# fed up with my life and marriage!!



## bandy (Jul 18, 2012)

me and my husband we were living separately now..after 11 months of separation he has come recently to decide on our relation for good or bad.He wants me to accept all my mistakes though he is the main reason for our marriage failure..follow whatever he says....i am chatting with him just to get idea whether he has changed any bit so that i can reconsider our marriage again...but he such an attitude and ego ...that he always ends up pointing me and blaming me always for every small thing possible.He points out such small things even one cant understand that even for such small things i ll be blamed for...
he pisses me so much in our discussion ...finally even i end up arguing...he always talks about past issues...says he is not interested in going forward....same time he says if he is not interested in me he would have filed for divorce long before but he hasnt...i am not really understanding what is that he is wanting from me...he tries to convince me all the time that i was wrong and i am doing a big mistake letting him go and ll later repent on that...

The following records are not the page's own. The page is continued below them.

use std::path::PathBuf;
use std::time::Duration;

use anyhow::{Context, Result};
use clap::Args;
use indicatif::{ProgressBar, ProgressStyle};
use leafscan_core::color::ColorConfig;
use leafscan_core::consts::{
    DEFAULT_BRIGHTNESS_TOLERANCE, DEFAULT_HUE_TOLERANCE, DEFAULT_PROCESS_SIZE,
    DEFAULT_SATURATION_TOLERANCE,
};
use leafscan_core::detection::{Component, DetectionConfig, DetectionStats};
use leafscan_core::pipeline::{
    run_leaf_scan_reported, LeafScanConfig, PipelineStage, ProgressReporter,
};
use serde::Serialize;
use tracing::debug;

use crate::summary::print_leaf_summary;

#[derive(Args)]
pub struct DetectArgs {
    /// Input image (PNG, JPEG, TIFF, ...)
    pub file: PathBuf,

    /// Scan config file (TOML); its input path is replaced by FILE
    #[arg(long)]
    pub config: Option<PathBuf>,

    /// Leaf color as #rrggbb (repeatable)
    #[arg(short, long = "color")]
    pub colors: Vec<String>,

    /// Hue tolerance in degrees (0-180)
    #[arg(long, default_value_t = DEFAULT_HUE_TOLERANCE)]
    pub hue_tol: f32,

    /// Saturation tolerance (0-1)
    #[arg(long, default_value_t = DEFAULT_SATURATION_TOLERANCE)]
    pub sat_tol: f32,

    /// Brightness tolerance (0-1)
    #[arg(long, default_value_t = DEFAULT_BRIGHTNESS_TOLERANCE)]
    pub bri_tol: f32,

    /// Smallest cluster (pixels) counted as a leaf
    #[arg(long, default_value = "10")]
    pub min_size: usize,

    /// Largest cluster (pixels) counted as a leaf
    #[arg(long, default_value = "50000")]
    pub max_size: usize,

    /// Also drop size outliers (IQR rule)
    #[arg(long)]
    pub iqr: bool,

    /// Process the image at its original resolution
    #[arg(long)]
    pub no_rescale: bool,

    /// Longest side the image is scaled to before detection
    #[arg(long, default_value_t = DEFAULT_PROCESS_SIZE)]
    pub process_size: u32,

    /// Save the binary leaf mask as PNG
    #[arg(long)]
    pub mask: Option<PathBuf>,

    /// Show top N leaves only
    #[arg(long, default_value = "20")]
    pub top: usize,

    /// Print the result as JSON
    #[arg(long)]
    pub json: bool,
}

#[derive(Serialize)]
struct JsonReport<'a> {
    width: usize,
    height: usize,
    stats: &'a DetectionStats,
    leaves: &'a [Component],
}

struct SpinnerReporter {
    pb: ProgressBar,
}

impl ProgressReporter for SpinnerReporter {
    fn begin_stage(&self, stage: PipelineStage) {
        self.pb.set_message(stage.to_string());
    }

    fn finish_stage(&self) {
        self.pb.inc(1);
    }
}

pub fn run(args: &DetectArgs) -> Result<()> {
    let config = if let Some(ref config_path) = args.config {
        let contents = std::fs::read_to_string(config_path)
            .with_context(|| format!("Failed to read config {}", config_path.display()))?;
        let mut config: LeafScanConfig =
            toml::from_str(&contents).context("Invalid scan config")?;
        config.input = args.file.clone();
        config
    } else {
        build_config_from_args(args)
    };
    debug!(?config, "Resolved scan config");

    let pb = if args.json {
        ProgressBar::hidden()
    } else {
        ProgressBar::new_spinner()
    };
    pb.set_style(ProgressStyle::default_spinner().template("{spinner} {msg}")?);
    pb.enable_steady_tick(Duration::from_millis(100));

    let reporter = SpinnerReporter { pb };
    let output = run_leaf_scan_reported(&config, &reporter)
        .with_context(|| format!("Leaf scan failed for {}", config.input.display()))?;
    reporter.pb.finish_and_clear();

    let detection = &output.detection;
    let shown = &detection.components()[..args.top.min(detection.components().len())];

    if args.json {
        let report = JsonReport {
            width: output.width,
            height: output.height,
            stats: detection.stats(),
            leaves: shown,
        };
        println!("{}", serde_json::to_string_pretty(&report)?);
    } else {
        print_leaf_summary(&config, output.width, output.height, detection.stats(), shown);
        if let Some(ref path) = config.mask_output {
            println!("\nMask saved to {}", path.display());
        }
    }

    Ok(())
}

fn build_config_from_args(args: &DetectArgs) -> LeafScanConfig {
    LeafScanConfig {
        input: args.file.clone(),
        mask_output: args.mask.clone(),
        rescale: !args.no_rescale,
        process_size: args.process_size,
        color: ColorConfig {
            leaf_colors: args.colors.clone(),
            hue_tolerance: args.hue_tol,
            saturation_tolerance: args.sat_tol,
            brightness_tolerance: args.bri_tol,
        },
        detection: DetectionConfig {
            min_size: args.min_size,
            max_size: args.max_size,
            iqr_filter: args.iqr,
            capture_pixels: false,
        },
    }
}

i am really worried which way to go in my life...
he is a person who always needs flaterry and praises...i really cant act when he is not that worthy..every time i talk to him with a hope that he might change and may be there is chance of reigniting our married life...but his accusations words everything hurts me so much that i am really getting stress out for hours and hours after talking to him ...all our months of separation everything was in vain...he hasnt changed a bit and is still pointing me for not being in touch with him during this separation...
I like him a lot but the way he uses words for me....yells at me...talks about non true accusations....i really get pissed off....i havent moved on until now...havent started finding a job...now he is calling me a loser...

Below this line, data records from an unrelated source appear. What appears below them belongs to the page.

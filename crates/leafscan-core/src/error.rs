use thiserror::Error;

#[derive(Error, Debug)]
pub enum LeafscanError {
    #[error("I/O error: {0}")]
    Io(#[from] std::io::Error),

    #[error("Element {id} out of range (total: {len})")]
    ElementOutOfRange { id: usize, len: usize },

    #[error("Invalid grid dimensions: {width}x{height}")]
    InvalidDimensions { width: usize, height: usize },

    #[error("Invalid leaf size range: min={min}, max={max}")]
    InvalidSizeRange { min: usize, max: usize },

    #[error("No leaf colors selected")]
    NoLeafColors,

    #[error("Invalid color: {0}")]
    InvalidColor(String),

    #[error("Image format error: {0}")]
    ImageError(#[from] image::ImageError),
}

pub type Result<T> = std::result::Result<T, LeafscanError>;
use ndarray::Array2;

use super::components::PixelPoint;

/// Read-only view of a binary pixel grid.
///
/// Implementations must answer `is_foreground` deterministically for the
/// duration of one detection pass. Coordinates outside the grid are
/// background.
pub trait PixelClassifier {
    fn width(&self) -> usize;
    fn height(&self) -> usize;
    fn is_foreground(&self, x: usize, y: usize) -> bool;
}

/// Row-major mask of shape `(height, width)`.
impl PixelClassifier for Array2<bool> {
    fn width(&self) -> usize {
        self.ncols()
    }

    fn height(&self) -> usize {
        self.nrows()
    }

    fn is_foreground(&self, x: usize, y: usize) -> bool {
        self.get((y, x)).copied().unwrap_or(false)
    }
}

/// Adapts a `(x, y) -> bool` closure to [`PixelClassifier`].
pub struct FnClassifier<F> {
    width: usize,
    height: usize,
    predicate: F,
}

impl<F> FnClassifier<F>
where
    F: Fn(usize, usize) -> bool,
{
    pub fn new(width: usize, height: usize, predicate: F) -> Self {
        Self {
            width,
            height,
            predicate,
        }
    }
}

impl<F> PixelClassifier for FnClassifier<F>
where
    F: Fn(usize, usize) -> bool,
{
    fn width(&self) -> usize {
        self.width
    }

    fn height(&self) -> usize {
        self.height
    }

    fn is_foreground(&self, x: usize, y: usize) -> bool {
        x < self.width && y < self.height && (self.predicate)(x, y)
    }
}

/// Row-major element index of pixel `(x, y)`.
#[inline]
pub fn pixel_index(x: usize, y: usize, width: usize) -> usize {
    y * width + x
}

/// Inverse of [`pixel_index`].
#[inline]
pub fn index_to_coords(index: usize, width: usize) -> PixelPoint {
    PixelPoint {
        x: index % width,
        y: index / width,
    }
}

does true love for someone doesnt exist...why is he not able to see how much pain he is giving me...he is only worried about his reputation and concerns...while talking certain things though i am angry i used to restrain myself from saying everything because i still value my relation with him...but he is not like that...no matter he is with me or not he doesnt think before saying any bad about me...
I am not able to take so much stress about him...he is always there just to break my heart...if he talks positively and nicely i am ready to be with him but that never happens even in my dreams..
forum people please help or suggest me something...
my life is in such a bitter phase now ...i am really worried...


----------